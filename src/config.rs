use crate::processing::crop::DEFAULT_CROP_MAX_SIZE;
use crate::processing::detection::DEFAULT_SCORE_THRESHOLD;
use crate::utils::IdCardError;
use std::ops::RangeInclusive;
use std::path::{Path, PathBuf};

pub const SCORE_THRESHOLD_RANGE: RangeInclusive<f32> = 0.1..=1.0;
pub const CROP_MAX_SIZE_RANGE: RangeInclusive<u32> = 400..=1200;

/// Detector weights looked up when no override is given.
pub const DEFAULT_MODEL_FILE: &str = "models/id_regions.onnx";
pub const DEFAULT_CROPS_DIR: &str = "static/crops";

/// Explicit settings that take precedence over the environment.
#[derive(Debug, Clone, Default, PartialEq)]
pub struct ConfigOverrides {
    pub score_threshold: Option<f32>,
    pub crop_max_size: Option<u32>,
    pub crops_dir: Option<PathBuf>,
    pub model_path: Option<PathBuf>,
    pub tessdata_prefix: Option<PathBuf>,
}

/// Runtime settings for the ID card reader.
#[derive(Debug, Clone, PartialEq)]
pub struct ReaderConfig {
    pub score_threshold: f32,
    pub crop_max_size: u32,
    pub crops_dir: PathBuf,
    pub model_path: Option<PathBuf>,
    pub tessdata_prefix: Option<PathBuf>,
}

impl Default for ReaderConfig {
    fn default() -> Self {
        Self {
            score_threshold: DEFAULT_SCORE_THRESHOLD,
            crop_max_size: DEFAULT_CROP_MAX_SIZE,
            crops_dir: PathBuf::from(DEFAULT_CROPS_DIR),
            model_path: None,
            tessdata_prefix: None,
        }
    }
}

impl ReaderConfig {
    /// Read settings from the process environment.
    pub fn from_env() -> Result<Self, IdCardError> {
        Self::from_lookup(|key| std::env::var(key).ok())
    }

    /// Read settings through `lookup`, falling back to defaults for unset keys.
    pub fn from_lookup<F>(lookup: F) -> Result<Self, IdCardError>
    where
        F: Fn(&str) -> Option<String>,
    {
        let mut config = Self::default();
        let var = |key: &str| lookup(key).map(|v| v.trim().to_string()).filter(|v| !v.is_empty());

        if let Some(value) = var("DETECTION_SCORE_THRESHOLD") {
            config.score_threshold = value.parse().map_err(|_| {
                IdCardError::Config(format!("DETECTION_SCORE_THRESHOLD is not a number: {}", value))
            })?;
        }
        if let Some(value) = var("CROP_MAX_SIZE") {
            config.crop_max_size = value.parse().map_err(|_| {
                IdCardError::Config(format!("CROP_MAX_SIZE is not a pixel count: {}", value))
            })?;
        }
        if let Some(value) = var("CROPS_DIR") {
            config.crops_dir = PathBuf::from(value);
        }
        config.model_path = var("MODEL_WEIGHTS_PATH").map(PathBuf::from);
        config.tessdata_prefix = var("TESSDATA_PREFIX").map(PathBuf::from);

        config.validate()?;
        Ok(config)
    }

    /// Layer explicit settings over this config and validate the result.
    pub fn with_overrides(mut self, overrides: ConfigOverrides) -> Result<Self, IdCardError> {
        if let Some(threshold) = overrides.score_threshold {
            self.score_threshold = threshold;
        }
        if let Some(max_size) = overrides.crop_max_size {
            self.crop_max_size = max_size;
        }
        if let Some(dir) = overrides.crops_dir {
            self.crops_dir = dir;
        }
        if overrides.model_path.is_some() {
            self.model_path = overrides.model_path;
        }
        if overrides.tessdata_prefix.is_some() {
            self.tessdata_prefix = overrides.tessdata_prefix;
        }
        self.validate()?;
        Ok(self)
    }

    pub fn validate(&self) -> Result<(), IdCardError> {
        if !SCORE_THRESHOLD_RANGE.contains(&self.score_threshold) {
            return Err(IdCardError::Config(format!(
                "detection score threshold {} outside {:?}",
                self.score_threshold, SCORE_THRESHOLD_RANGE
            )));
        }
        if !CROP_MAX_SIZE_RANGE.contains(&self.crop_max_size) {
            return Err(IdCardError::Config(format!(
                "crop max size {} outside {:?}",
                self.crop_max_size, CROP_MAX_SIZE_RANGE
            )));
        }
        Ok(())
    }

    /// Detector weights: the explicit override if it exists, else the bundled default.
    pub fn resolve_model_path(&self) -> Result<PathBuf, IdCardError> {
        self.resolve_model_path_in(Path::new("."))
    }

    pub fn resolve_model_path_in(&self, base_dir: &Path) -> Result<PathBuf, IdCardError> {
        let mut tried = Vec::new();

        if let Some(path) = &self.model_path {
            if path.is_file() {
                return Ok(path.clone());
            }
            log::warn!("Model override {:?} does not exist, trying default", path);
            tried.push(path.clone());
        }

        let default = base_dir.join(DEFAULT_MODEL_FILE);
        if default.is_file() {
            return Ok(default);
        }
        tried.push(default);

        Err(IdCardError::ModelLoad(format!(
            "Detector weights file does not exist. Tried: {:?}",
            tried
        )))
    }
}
────────────────────
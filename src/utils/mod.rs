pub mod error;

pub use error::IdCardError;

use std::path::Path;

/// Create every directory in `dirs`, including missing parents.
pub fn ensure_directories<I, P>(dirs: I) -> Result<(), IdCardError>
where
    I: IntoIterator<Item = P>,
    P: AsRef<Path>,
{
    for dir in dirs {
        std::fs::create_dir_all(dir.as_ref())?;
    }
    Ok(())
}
────────────────────
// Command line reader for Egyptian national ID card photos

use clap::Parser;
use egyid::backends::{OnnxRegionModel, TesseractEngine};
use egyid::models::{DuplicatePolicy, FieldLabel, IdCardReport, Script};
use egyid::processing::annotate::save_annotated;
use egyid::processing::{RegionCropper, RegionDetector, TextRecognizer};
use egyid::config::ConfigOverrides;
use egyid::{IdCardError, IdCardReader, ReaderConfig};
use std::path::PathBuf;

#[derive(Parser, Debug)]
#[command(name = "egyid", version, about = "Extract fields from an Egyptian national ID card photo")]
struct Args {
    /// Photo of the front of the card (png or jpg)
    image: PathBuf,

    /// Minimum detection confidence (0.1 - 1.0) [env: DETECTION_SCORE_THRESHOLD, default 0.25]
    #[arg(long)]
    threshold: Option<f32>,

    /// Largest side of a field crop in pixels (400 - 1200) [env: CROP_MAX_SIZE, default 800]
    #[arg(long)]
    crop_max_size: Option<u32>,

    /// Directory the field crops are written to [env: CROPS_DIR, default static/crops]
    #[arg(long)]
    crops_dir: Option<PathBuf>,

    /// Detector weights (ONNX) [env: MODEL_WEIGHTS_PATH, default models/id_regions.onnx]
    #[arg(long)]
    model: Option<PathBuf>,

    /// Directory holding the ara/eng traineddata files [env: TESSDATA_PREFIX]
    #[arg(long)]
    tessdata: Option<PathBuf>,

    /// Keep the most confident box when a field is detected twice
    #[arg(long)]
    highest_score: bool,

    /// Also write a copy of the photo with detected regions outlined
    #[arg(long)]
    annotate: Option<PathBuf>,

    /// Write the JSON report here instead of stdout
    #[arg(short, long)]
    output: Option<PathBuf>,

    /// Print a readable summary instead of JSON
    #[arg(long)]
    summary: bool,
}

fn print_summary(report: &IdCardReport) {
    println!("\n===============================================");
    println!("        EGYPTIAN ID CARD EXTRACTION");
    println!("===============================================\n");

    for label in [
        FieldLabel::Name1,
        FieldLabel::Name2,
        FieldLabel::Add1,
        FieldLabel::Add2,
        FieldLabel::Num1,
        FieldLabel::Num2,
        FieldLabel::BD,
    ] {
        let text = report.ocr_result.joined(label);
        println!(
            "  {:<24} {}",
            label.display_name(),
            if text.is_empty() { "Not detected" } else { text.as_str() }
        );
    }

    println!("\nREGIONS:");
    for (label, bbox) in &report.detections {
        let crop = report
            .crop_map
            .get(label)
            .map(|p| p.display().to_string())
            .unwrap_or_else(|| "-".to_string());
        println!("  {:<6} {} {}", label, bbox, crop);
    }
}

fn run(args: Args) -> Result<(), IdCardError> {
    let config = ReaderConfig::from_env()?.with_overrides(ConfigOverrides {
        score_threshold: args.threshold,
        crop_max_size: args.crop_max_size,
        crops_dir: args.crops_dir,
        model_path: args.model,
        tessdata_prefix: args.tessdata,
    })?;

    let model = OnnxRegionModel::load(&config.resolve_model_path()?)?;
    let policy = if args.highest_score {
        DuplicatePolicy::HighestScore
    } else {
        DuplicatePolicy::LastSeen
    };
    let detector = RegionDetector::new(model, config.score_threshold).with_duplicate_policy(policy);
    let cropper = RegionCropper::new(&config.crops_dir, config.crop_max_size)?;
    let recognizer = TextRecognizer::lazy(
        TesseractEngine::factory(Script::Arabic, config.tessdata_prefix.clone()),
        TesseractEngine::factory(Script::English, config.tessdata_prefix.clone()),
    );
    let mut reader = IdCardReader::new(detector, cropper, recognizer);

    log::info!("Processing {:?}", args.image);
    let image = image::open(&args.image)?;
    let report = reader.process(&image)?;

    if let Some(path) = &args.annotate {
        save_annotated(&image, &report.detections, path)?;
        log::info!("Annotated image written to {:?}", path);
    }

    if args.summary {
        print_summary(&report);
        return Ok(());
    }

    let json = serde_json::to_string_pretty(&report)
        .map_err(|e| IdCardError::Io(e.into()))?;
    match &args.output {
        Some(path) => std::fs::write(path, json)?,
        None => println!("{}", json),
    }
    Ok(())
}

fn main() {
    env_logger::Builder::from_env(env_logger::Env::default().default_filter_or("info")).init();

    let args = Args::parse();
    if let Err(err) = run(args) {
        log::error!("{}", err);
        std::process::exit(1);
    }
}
────────────────────
» **Work instructions**
Each line that contains the string "Parser" should be copied from the data above.

» **Reply to the task**
use clap::Parser;
#[derive(Parser, Debug)]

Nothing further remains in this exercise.